Note: In case the hospital is derecognized by CGHS or the recognition is not extended for any
reason then, unless and until specifically allowed by Railway, the Railway empanelment under
this agreement shall also be withdrawn. Patient already admitted to the hospital during currency
of MoU will however, be continued to be provided treatment, which shall be paid by Railway as
per this MoU.
A. GENERAL CONDITIONS
The hospitals shall be empanelled for all facilities/services available in the health care
organization as approved by CGHS and shall not be empanelled for selected
specialties/facilities.
The Hospital shall investigate / treat the Railway beneficiaries only for the emergency condition
for which the patient has reported to them. Likewise, the Railway beneficiaries referred by the
railway hospital shall be treated / investigated only for the condition referred. No undue/
unnecessary investigation shall be done by the hospital.
4. TREATMENT IN EMERGENCY
The following ailments may be treated as emergency which is illustrative only and not
exhaustive depending on the condition of the patient and if any changes done by CGHS will
apply for Railway too:
Acute Coronary Syndromes (Coronary Artery Bye-pass Graft / Percutaneous, Transluminal
Coronary Angioplasty) including Myocardial Infarction. Unstable Angina, Ventricular
Arrhythmias Paroxysmal Supra Ventricular Tachycardia, Cardiac Tamponade, Acute Left
Ventricular Failure /Severe Congestive Cardiac Failure, Accelerated Hypertension,
Complete Heart Block and Stoke Adam attack, Acute Aortic Dissection.

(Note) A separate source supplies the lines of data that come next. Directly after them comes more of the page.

//! # minikv - A Minimal Redis-like Key-Value Server
//!
//! minikv is a single-node, in-memory key-value server that speaks a
//! subset of the Redis wire protocol over TCP. It serves five commands:
//! `PING`, `ECHO`, `SET` (with optional `PX` expiry), `GET` and `INFO`.
//!
//! ## Architecture
//!
//! ```text
//! ┌───────────────────────────────────────────────────────────────────┐
//! │                              minikv                               │
//! │                                                                   │
//! │  ┌─────────────┐    ┌─────────────┐    ┌─────────────┐            │
//! │  │ TCP Server  │───>│ Connection  │───>│  Command    │            │
//! │  │ (server.rs) │    │  Handler    │    │  Handler    │            │
//! │  └─────────────┘    └──────┬──────┘    └──────┬──────┘            │
//! │                            │                  │                   │
//! │                            ▼                  ▼                   │
//! │                     ┌─────────────┐    ┌─────────────────────┐    │
//! │                     │ Frame Parser│    │        Store        │    │
//! │                     │ Reply codec │    │  Mutex<HashMap<..>> │    │
//! │                     └─────────────┘    └──────────▲──────────┘    │
//! │                                                   │               │
//! │                                        ┌──────────┴──────────┐    │
//! │                                        │    ExpirySweeper    │    │
//! │                                        │ (Background Task)   │    │
//! │                                        └─────────────────────┘    │
//! └───────────────────────────────────────────────────────────────────┘
//! ```
//!
//! ## Quick Start
//!
//! ```ignore
//! use minikv::connection::ConnectionStats;
//! use minikv::protocol::Dialect;
//! use minikv::server::{bind_listener, serve};
//! use minikv::storage::{ExpiryConfig, ExpirySweeper, Store};
//! use std::sync::Arc;
//!
//! #[tokio::main]
//! async fn main() -> std::io::Result<()> {
//!     let storage = Arc::new(Store::new());
//!     let _sweeper = ExpirySweeper::start(Arc::clone(&storage), ExpiryConfig::default());
//!     let stats = Arc::new(ConnectionStats::new());
//!
//!     let listener = bind_listener("127.0.0.1:6379").await?;
//!     serve(listener, storage, stats, Dialect::Legacy).await;
//!     Ok(())
//! }
//! ```
//!
//! ## Module Overview
//!
//! - [`protocol`]: request frame parser and reply encoder
//! - [`storage`]: the shared store with lazy and active expiry
//! - [`commands`]: command parsing and dispatch
//! - [`connection`]: per-client read/dispatch/reply loop
//! - [`server`]: listener setup and accept loop
//! - [`config`]: command-line configuration
//!
//! ## Expiry
//!
//! Keys with a TTL are expired in two ways:
//! 1. **Lazy**: a read that finds an expired key removes it and reports it missing
//! 2. **Active**: a background task periodically removes expired keys
//!
//! Neither path can remove a value written after the expired one.

pub mod commands;
pub mod config;
pub mod connection;
pub mod protocol;
pub mod server;
pub mod storage;

pub use commands::CommandHandler;
pub use config::{CliAction, Config, ConfigError};
pub use connection::{handle_connection, ConnectionStats};
pub use protocol::{decode, Dialect, Frame, FrameError, Reply};
pub use storage::{ExpiryConfig, ExpirySweeper, Store};

/// The default port minikv listens on (same as Redis)
pub const DEFAULT_PORT: u16 = 6379;

/// The default host minikv binds to
pub const DEFAULT_HOST: &str = "127.0.0.1";

/// Version of minikv
pub const VERSION: &str = env!("CARGO_PKG_VERSION");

Acute limb Ischemia, Rupture of Aneurysm Medical and Surgical shock and peripheral
circulatory failure.
Cerebra-Vascular attack-Stokes, Sudden unconsciousness, Head injury Respiratory failure,
Decompensated lung disease. Cerebra- Meningeal Infections, Convulsions Acute Paralysis,
Acute Visual Loss.
Acute Abdomen pain,
Road Traffic Accidents / with injuries including fall.

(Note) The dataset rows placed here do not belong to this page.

//! Request Frame Parser
//!
//! Clients send every request as an array of bulk strings:
//!
//! ```text
//! *3\r\n$3\r\nSET\r\n$3\r\nkey\r\n$5\r\nvalue\r\n
//! ```
//!
//! Split on CRLF this is the array-size token followed by alternating
//! length tokens and payloads. The parser checks each length token against
//! its payload and keeps only the payloads, so a decoded `Frame` for the
//! request above is `["SET", "key", "value"]`.
//!
//! ## Incremental Parsing
//!
//! [`FrameParser::parse`] works on a buffer that may hold a partial frame:
//! - `Ok(Some((frame, consumed)))` - a full frame was parsed
//! - `Ok(None)` - the frame is incomplete, read more bytes
//! - `Err(FrameError)` - the bytes can never form a valid frame
//!
//! [`decode`] is the one-shot form for a buffer holding exactly one frame.

use crate::protocol::types::{prefix, CRLF};
use bytes::Bytes;
use thiserror::Error;

/// Errors that can occur while decoding a request frame.
#[derive(Debug, Error, Clone, PartialEq, Eq)]
pub enum FrameError {
    /// No bytes, or an array declaring zero elements
    #[error("empty frame")]
    Empty,

    /// A header started with something other than the expected prefix
    #[error("unexpected byte {found:#04x}, expected {expected:?}")]
    UnexpectedByte { expected: char, found: u8 },

    /// A size or length token was empty or not a number
    #[error("invalid length token: {0:?}")]
    InvalidLength(String),

    /// The declared layout does not match the bytes
    #[error("malformed frame: {0}")]
    Malformed(&'static str),

    /// The frame ended before the declared layout was complete
    #[error("incomplete frame")]
    Incomplete,

    /// Extra bytes followed a complete frame
    #[error("{0} trailing bytes after frame")]
    TrailingBytes(usize),

    /// A declared size exceeds the configured limits
    #[error("frame too large: {size} (max: {max})")]
    TooLarge { size: usize, max: usize },
}

/// Result type for parsing operations.
pub type FrameResult<T> = Result<T, FrameError>;

/// Maximum number of arguments in one request
pub const MAX_ARGS: usize = 1024;

/// Maximum size of a single argument (512 KB)
pub const MAX_BULK_SIZE: usize = 512 * 1024;

/// Maximum encoded size of a whole request, headers included (1 MB)
pub const MAX_FRAME_SIZE: usize = 1024 * 1024;

/// Longest header line, prefix and CRLF included
pub const MAX_HEADER_LEN: usize = 32;

/// One decoded request: the command name followed by its arguments.
#[derive(Debug, Clone, PartialEq, Eq)]
pub struct Frame {
    parts: Vec<Bytes>,
}

impl Frame {
    /// Builds a frame from its payloads, name first.
    ///
    /// # Example
    /// ```
    /// use minikv::protocol::Frame;
    /// let frame = Frame::new(["GET", "name"]);
    /// assert_eq!(frame.encode(), b"*2\r\n$3\r\nGET\r\n$4\r\nname\r\n");
    /// ```
    pub fn new<I, T>(parts: I) -> Self
    where
        I: IntoIterator<Item = T>,
        T: Into<Bytes>,
    {
        Self {
            parts: parts.into_iter().map(Into::into).collect(),
        }
    }

    /// The command name as sent by the client. Empty for an empty frame.
    pub fn name(&self) -> &[u8] {
        self.parts.first().map(|name| &name[..]).unwrap_or_default()
    }

    /// Every payload after the command name.
    pub fn args(&self) -> &[Bytes] {
        self.parts.get(1..).unwrap_or_default()
    }

    /// Number of payloads, including the command name.
    pub fn len(&self) -> usize {
        self.parts.len()
    }

    pub fn is_empty(&self) -> bool {
        self.parts.is_empty()
    }

    /// Encodes the frame the way a client would send it.
    pub fn encode(&self) -> Vec<u8> {
        let mut buf = Vec::new();
        buf.push(prefix::ARRAY);
        buf.extend_from_slice(self.parts.len().to_string().as_bytes());
        buf.extend_from_slice(CRLF);
        for part in &self.parts {
            buf.push(prefix::BULK_STRING);
            buf.extend_from_slice(part.len().to_string().as_bytes());
            buf.extend_from_slice(CRLF);
            buf.extend_from_slice(part);
            buf.extend_from_slice(CRLF);
        }
        buf
    }
}

/// Stateless parser for request frames.
#[derive(Debug, Default, Clone, Copy)]
pub struct FrameParser;

impl FrameParser {
    pub fn new() -> Self {
        Self
    }

    /// Attempts to parse one frame from the front of `buf`.
    pub fn parse(&self, buf: &[u8]) -> FrameResult<Option<(Frame, usize)>> {
        if buf.is_empty() {
            return Ok(None);
        }

        let (count, mut consumed) = match read_header(buf, prefix::ARRAY)? {
            Some(header) => header,
            None => return Ok(None),
        };

        if count == 0 {
            return Err(FrameError::Empty);
        }
        if count > MAX_ARGS {
            return Err(FrameError::TooLarge {
                size: count,
                max: MAX_ARGS,
            });
        }

        let mut parts = Vec::with_capacity(count);

        for _ in 0..count {
            if consumed >= buf.len() {
                return Ok(None);
            }

            match parse_bulk(&buf[consumed..], MAX_FRAME_SIZE - consumed)? {
                Some((part, used)) => {
                    parts.push(part);
                    consumed += used;
                }
                None => return Ok(None),
            }
        }

        Ok(Some((Frame { parts }, consumed)))
    }
}

/// Parses `$<len>\r\n<payload>\r\n`, failing if it would take more
/// than `budget` bytes.
fn parse_bulk(buf: &[u8], budget: usize) -> FrameResult<Option<(Bytes, usize)>> {
    let (length, data_start) = match read_header(buf, prefix::BULK_STRING)? {
        Some(header) => header,
        None => return Ok(None),
    };

    if length > MAX_BULK_SIZE {
        return Err(FrameError::TooLarge {
            size: length,
            max: MAX_BULK_SIZE,
        });
    }

    let total = data_start + length + 2;
    if total > budget {
        return Err(FrameError::TooLarge {
            size: MAX_FRAME_SIZE - budget + total,
            max: MAX_FRAME_SIZE,
        });
    }
    if buf.len() < total {
        return Ok(None);
    }

    if &buf[data_start + length..total] != CRLF {
        return Err(FrameError::Malformed("payload length does not match"));
    }

    let data = Bytes::copy_from_slice(&buf[data_start..data_start + length]);
    Ok(Some((data, total)))
}

/// Reads a `<prefix><number>\r\n` header, returning the number and the
/// bytes consumed.
fn read_header(buf: &[u8], expected: u8) -> FrameResult<Option<(usize, usize)>> {
    if buf[0] != expected {
        return Err(FrameError::UnexpectedByte {
            expected: expected as char,
            found: buf[0],
        });
    }

    let window = &buf[1..buf.len().min(MAX_HEADER_LEN)];
    let end = match find_crlf(window) {
        Some(pos) => pos,
        None if buf.len() >= MAX_HEADER_LEN => {
            return Err(FrameError::Malformed("header line too long"))
        }
        None => return Ok(None),
    };

    let token = &buf[1..1 + end];
    let text = std::str::from_utf8(token)
        .map_err(|_| FrameError::InvalidLength(String::from_utf8_lossy(token).into_owned()))?;

    let n: i64 = text
        .parse()
        .map_err(|_| FrameError::InvalidLength(text.to_string()))?;
    if n < 0 {
        return Err(FrameError::Malformed("negative length"));
    }

    Ok(Some((n as usize, 1 + end + 2)))
}

/// Finds the position of CRLF in the buffer.
#[inline]
fn find_crlf(buf: &[u8]) -> Option<usize> {
    buf.windows(2).position(|w| w == CRLF)
}

/// Decodes a buffer that holds exactly one frame.
pub fn decode(frame: &[u8]) -> FrameResult<Frame> {
    if frame.is_empty() {
        return Err(FrameError::Empty);
    }

    match FrameParser::new().parse(frame)? {
        Some((decoded, consumed)) if consumed == frame.len() => Ok(decoded),
        Some((_, consumed)) => Err(FrameError::TrailingBytes(frame.len() - consumed)),
        None => Err(FrameError::Incomplete),
    }
}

Severe Hemorrhage due to any cause.
Acute poisoning.
Acute Renal Failure.
Acute abdomen pain in female including acute Obstetrical and Gynecological emergencies.
Electric shock. Any other life-threatening condition.

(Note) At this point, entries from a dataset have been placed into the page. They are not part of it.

impl<S> ConnectionHandler<S>
where
    S: AsyncRead + AsyncWrite + Unpin,
{
    pub fn new(
        stream: S,
        addr: SocketAddr,
        command_handler: CommandHandler,
        stats: Arc<ConnectionStats>,
    ) -> Self {
        stats.connection_opened();

        Self {
            stream: BufWriter::new(stream),
            addr,
            buffer: BytesMut::with_capacity(INITIAL_BUFFER_SIZE),
            command_handler,
            parser: FrameParser::new(),
            stats,
        }
    }

    /// Runs the connection until the peer disconnects or a fatal error
    /// occurs. The stream is dropped (closed) on return.
    pub async fn run(mut self) -> Result<(), ConnectionError> {
        info!(client = %self.addr, "Client connected");

        let result = self.main_loop().await;

        match &result {
            Ok(()) => info!(client = %self.addr, "Client disconnected"),
            Err(ConnectionError::Io(io_err))
                if io_err.kind() == std::io::ErrorKind::ConnectionReset =>
            {
                debug!(client = %self.addr, "Connection reset by client")
            }
            Err(e) => warn!(client = %self.addr, error = %e, "Closing connection"),
        }

        self.stats.connection_closed();
        result
    }

    /// The main read-dispatch-reply loop.
    async fn main_loop(&mut self) -> Result<(), ConnectionError> {
        loop {
            while let Some(frame) = self.try_parse_frame()? {
                let response = self.command_handler.execute(&frame)?;
                self.stats.command_processed();

                self.send_response(&response).await?;
            }

            if !self.read_more_data().await? {
                return Ok(());
            }
        }
    }

    /// Attempts to take one complete frame off the front of the buffer.
    fn try_parse_frame(&mut self) -> Result<Option<Frame>, ConnectionError> {
        if self.buffer.is_empty() {
            return Ok(None);
        }

        match self.parser.parse(&self.buffer)? {
            Some((frame, consumed)) => {
                self.buffer.advance(consumed);
                trace!(
                    client = %self.addr,
                    consumed = consumed,
                    remaining = self.buffer.len(),
                    "Parsed frame"
                );
                Ok(Some(frame))
            }
            None => {
                trace!(
                    client = %self.addr,
                    buffered = self.buffer.len(),
                    "Incomplete frame, need more data"
                );
                Ok(None)
            }
        }
    }

    /// Reads more data from the stream into the buffer.
    ///
    /// Returns `Ok(false)` when the peer closed the connection cleanly.
    async fn read_more_data(&mut self) -> Result<bool, ConnectionError> {
        if self.buffer.len() >= MAX_BUFFER_SIZE {
            error!(
                client = %self.addr,
                size = self.buffer.len(),
                "Buffer size limit exceeded"
            );
            return Err(ConnectionError::BufferFull);
        }

        if self.buffer.capacity() - self.buffer.len() < 1024 {
            self.buffer.reserve(INITIAL_BUFFER_SIZE);
        }

        let n = self.stream.get_mut().read_buf(&mut self.buffer).await?;

        if n == 0 {
            return if self.buffer.is_empty() {
                Ok(false)
            } else {
                Err(ConnectionError::UnexpectedEof)
            };
        }

        self.stats.bytes_read(n);
        trace!(client = %self.addr, bytes = n, "Read data");

        Ok(true)
    }

    async fn send_response(&mut self, response: &Reply) -> Result<(), ConnectionError> {
        let bytes = response.encode(self.command_handler.dialect());
        self.stream.write_all(&bytes).await?;
        self.stream.flush().await?;
        self.stats.bytes_written(bytes.len());
        trace!(
            client = %self.addr,
            bytes = bytes.len(),
            reply = %response,
            "Sent response"
        );
        Ok(())
    }
}

/// Reasons a connection ends abnormally.
#[derive(Debug, thiserror::Error)]
pub enum ConnectionError {
    #[error("I/O error: {0}")]
    Io(#[from] std::io::Error),

    /// The client sent bytes that do not form a valid frame
    #[error("framing error: {0}")]
    Frame(#[from] FrameError),

    /// The client sent a command we do not serve
    #[error("{0}")]
    Command(#[from] CommandError),

    /// Peer closed the stream in the middle of a frame
    #[error("unexpected end of stream")]
    UnexpectedEof,

    #[error("buffer size limit exceeded")]
    BufferFull,
}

In emergency the hospital will not refuse admission or demand an advance payment from the
Railway beneficiary or his family member and will provide credit facilities to the patient whether
the patient is a serving employee of Railway or a pensioner availing facilities, on production of a
valid Railway Medical Identity card (UMID etc.). The refusal to provide the treatment to
bonafide Railway Beneficiaries in emergency cases on credit basis, without valid ground, would
attract disqualification for continuation of empanelment.
The Hospital will intimate all instances of Railway Beneficiaries admitted as
emergencies without prior permission to the Railway authorities through mutually accepted means to
Railway authorities at the earliest and within 24 hours and Railway will revert within next 24 hours,
otherwise it will be treated as deemed approved. The empanelled hospital will clearly mention/
certify the emergency condition as per MoU.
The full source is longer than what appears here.